TRUMP Reign will Redirect American Critical Minerals Policy
Newly minted U.S. Senator-elect Bernie Moreno of Ohio opened his victory acceptance speech with the line, “No more EV mandates.” The now-President-elect Donald J. Trump repeated this theme as he campaigned through the Midwest. What will be the consequences of this policy change now that the Republican Party controls or may control all three branches of the executive and congressional operations of the U.S. Government?
I personally think that the impact of Trump’s re-election will be a re-direction of critical minerals policy.
Up until now, U.S. critical minerals security as a policy was more talk than reality. Still, just before the election, the U.S. Defense Department publicly re-affirmed its “National Defense Industrial Strategy.” I can tell you that the DoD has been actively following this policy concerning rare earth permanent magnets for its needs and uses for most of the last two years.
For some time, the military has been independent of politics in selecting and sourcing critical minerals. The basis for the military’s choices of critical minerals is national security.
Unfortunately, for America’s OEMs, the choice of critical minerals for manufacturing their products has recently become primarily political. This meant that they flirted with and even called for subsidies to ensure that domestic suppliers of critical minerals’ based components could not just thrive but also survive.
Let’s briefly examine the non-military domestic American critical minerals demand for consumer products.
I believe that the CEOs of American consumer OEMs and the bureaucrats and elected officials in Washington, Ottawa, London, and Brussells are the Judas Goats that are leading Western industry to the slaughterhouse of history in service to the new cosmopolitan elites for whom wealth accumulation is the only goal. The creation of wealth and jobs, which is the only path to an economy’s growth, seems to be of little interest to the financial engineers who have enriched themselves while leading the West backward in time to the stratified economies, rich and poor only, of the past.
But America has just elected a populist President who understands the divide between the elites and those who elected him all too well.

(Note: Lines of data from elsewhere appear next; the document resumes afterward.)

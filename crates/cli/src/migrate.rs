// ABOUTME: `minitools migrate`: star FreshRSS favorites in a Feedbin account.
// ABOUTME: Prints a per-source report and optionally exports what could not be migrated.

use std::fs;
use std::path::{Path, PathBuf};
use std::time::Duration;

use anyhow::{Context, Result};
use chrono::{DateTime, Utc};
use clap::Args;
use minitools_feed::{parse_export, Favorite};
use minitools_feedbin::export::{
    missing_feeds_opml, unmigrated_csv, unmigrated_json, unmigrated_json_file_name,
};
use minitools_feedbin::migration::{DEFAULT_BATCH_SIZE, DEFAULT_DELAY_MS};
use minitools_feedbin::{
    Credentials, FeedbinClient, FeedbinError, MigrationConfig, MigrationReport, Migrator,
    DEFAULT_BASE_URL,
};

use crate::output;

pub const UNMIGRATED_CSV: &str = "unmigrated-favorites.csv";
pub const MISSING_FEEDS_OPML: &str = "missing-feeds.opml";

#[derive(Args, Debug)]
pub struct MigrateArgs {
    /// FreshRSS favorites export (JSON)
    export: PathBuf,

    #[arg(long, env = "FEEDBIN_EMAIL")]
    email: String,

    #[arg(long, env = "FEEDBIN_PASSWORD", hide_env_values = true)]
    password: String,

    /// Favorites per batch (10-1000)
    #[arg(long, default_value_t = DEFAULT_BATCH_SIZE)]
    batch_size: usize,

    /// Pause after each batch in milliseconds (0-10000)
    #[arg(long, default_value_t = DEFAULT_DELAY_MS)]
    delay_ms: u64,

    #[arg(long, env = "FEEDBIN_API_URL", default_value = DEFAULT_BASE_URL)]
    api_url: String,

    /// Directory for the unmigrated favorites JSON, CSV and missing-feeds OPML
    #[arg(long)]
    export_dir: Option<PathBuf>,
}

pub async fn run(args: MigrateArgs) -> Result<()> {
    let data = fs::read(&args.export)
        .with_context(|| format!("failed to read {}", args.export.display()))?;
    let export = parse_export(&data)?;
    output::info(format!(
        "{} favorites from {} sources",
        export.len(),
        export.source_count()
    ));
    if let Some((first, last)) = export.date_range() {
        output::info(format!(
            "Published between {} and {}",
            first.format("%Y-%m-%d"),
            last.format("%Y-%m-%d")
        ));
    }

    let credentials = Credentials::new(args.email, args.password);
    credentials.validate()?;
    let config = MigrationConfig {
        batch_size: args.batch_size,
        delay: Duration::from_millis(args.delay_ms),
    };
    config.validate()?;

    let client = FeedbinClient::builder(credentials)
        .base_url(args.api_url)
        .build()?;
    if !client.test_auth().await {
        return Err(FeedbinError::InvalidCredentials.into());
    }
    output::success("Authenticated with Feedbin");

    let favorites = export.favorites();
    let migrator = Migrator::new(&client, config)?;
    let report = migrator
        .run(&favorites, |done, total| {
            output::info(format!("Processed {}/{}", done, total));
        })
        .await;

    print_report(&report);

    if let Some(dir) = &args.export_dir {
        if report.unmigrated.is_empty() {
            output::info("Every favorite was migrated; nothing to export");
        } else {
            let written = write_exports(dir, &report.unmigrated, Utc::now())?;
            for path in written {
                output::success(format!("Wrote {}", path.display()));
            }
        }
    }
    Ok(())
}

fn print_report(report: &MigrationReport) {
    println!("Total favorites: {}", report.total);
    println!("Processed: {}", report.processed);
    println!("Starred: {}", report.starred);
    println!("Failed: {}", report.failed);
    println!("Success rate: {}%", report.success_rate());

    println!();
    println!("By source:");
    for (name, stats) in report.sources_by_starred() {
        println!(
            "  {}: {}/{} ({}%)",
            name,
            stats.starred,
            stats.total,
            stats.rate()
        );
    }

    let failed = report.top_failed_sources(5);
    if !failed.is_empty() {
        println!();
        println!("Most failures:");
        for (name, count) in failed {
            println!("  {}: {}", name, count);
        }
    }
}

/// Writes the three unmigrated-favorites files into `dir`.
pub fn write_exports(dir: &Path, unmigrated: &[Favorite], now: DateTime<Utc>) -> Result<Vec<PathBuf>> {
    fs::create_dir_all(dir).with_context(|| format!("failed to create {}", dir.display()))?;

    let files = [
        (unmigrated_json_file_name(now), unmigrated_json(unmigrated, now)?),
        (UNMIGRATED_CSV.to_string(), unmigrated_csv(unmigrated)),
        (MISSING_FEEDS_OPML.to_string(), missing_feeds_opml(unmigrated, now)),
    ];

    let mut written = Vec::with_capacity(files.len());
    for (name, content) in files {
        let path = dir.join(name);
        fs::write(&path, content).with_context(|| format!("failed to write {}", path.display()))?;
        written.push(path);
    }
    Ok(written)
}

Is Senator Moreno’s statement, a theme of the new President’s campaign in the auto industry-dependent Mid-West, to be government policy?
I think so.
The military’s long-standing industrial policy toward minerals, which it considers critical for national security, will continue prioritizing availability over price, so it will subsidize prices to ensure supply.
But what will happen now to the consumer markets for critical minerals, which are at least ten times larger than the military market?
If, and only if, President Trump maintains the buy-American policy, which is to be ensured by tax credits (subsidies) and tariffs (subsidies) to protect globally non-competitive American mineral products, then there will be an American consumer market for domestically controlled critical mineral supply chains.
But, if the new President elects to repeal the EPA rules, which support and drive the so-called “EV mandate (and the Wind Power one as well!), then the impact on the domestic critical minerals products supply chains will be very serious for currently non-producing junior miners and processors.
The U.S. market for critical minerals in their end user or even finished forms (as components of devices already built) is probably the second-largest in the world.
However, the domestic American supply chains in which these minerals and their finished products are critical are price-dependent.
If there is no tariff on goods with “Chinese content,” then the only way non-Chinese companies can compete in the American market is through price competition. Only one American rare earth producer, for example, has, from the beginning, taken competitive advantage and lowest-cost production as drivers. All of the others seek subsidies (aka, taxes) to be “competitive.”
China has actually helped domestic American ventures in critical minerals mining and processing by restricting the export of technologies and associated equipment for the manufacturing of rare earth permanent magnets. This is a driver for the U.S. Defense Department’s Industrial Policy and has given consumer markets hope that there will be subsidies.
Nonetheless, the shrinking EV market due to the withdrawal of governmental interference from the free market for transportation directly influences the domestic American critical minerals markets.
No subsidies would mean that the domestic American production of lithium, cobalt, and nickel for use in batteries makes no economic sense. American deposits of these minerals have always been expensive to develop. Now, unless they are subsidized, they make no sense at all.
We cannot know the future, but we do know that the global critical minerals markets are dominated by Chinese direct and indirect ownership of production and processing sources.
If either China or the United States withdraws from the global commodities markets by imposing tariffs and technology export restrictions, then only the current American producers and processors with the lowest costs will survive without subsidies. Subsidies are a tax that drives prices up, so although they sound good to populists, they are devastating to the consumer economy.
I believe that Americans will not make choices that degrade their standard of living as most European states have. Americans will now support domestic critical minerals production and processing, but that support, cannot be eternally based on subsidies. It will have to be based on competitive advantage.
Choose your critical minerals’ investments wisely and only on the basis of economics.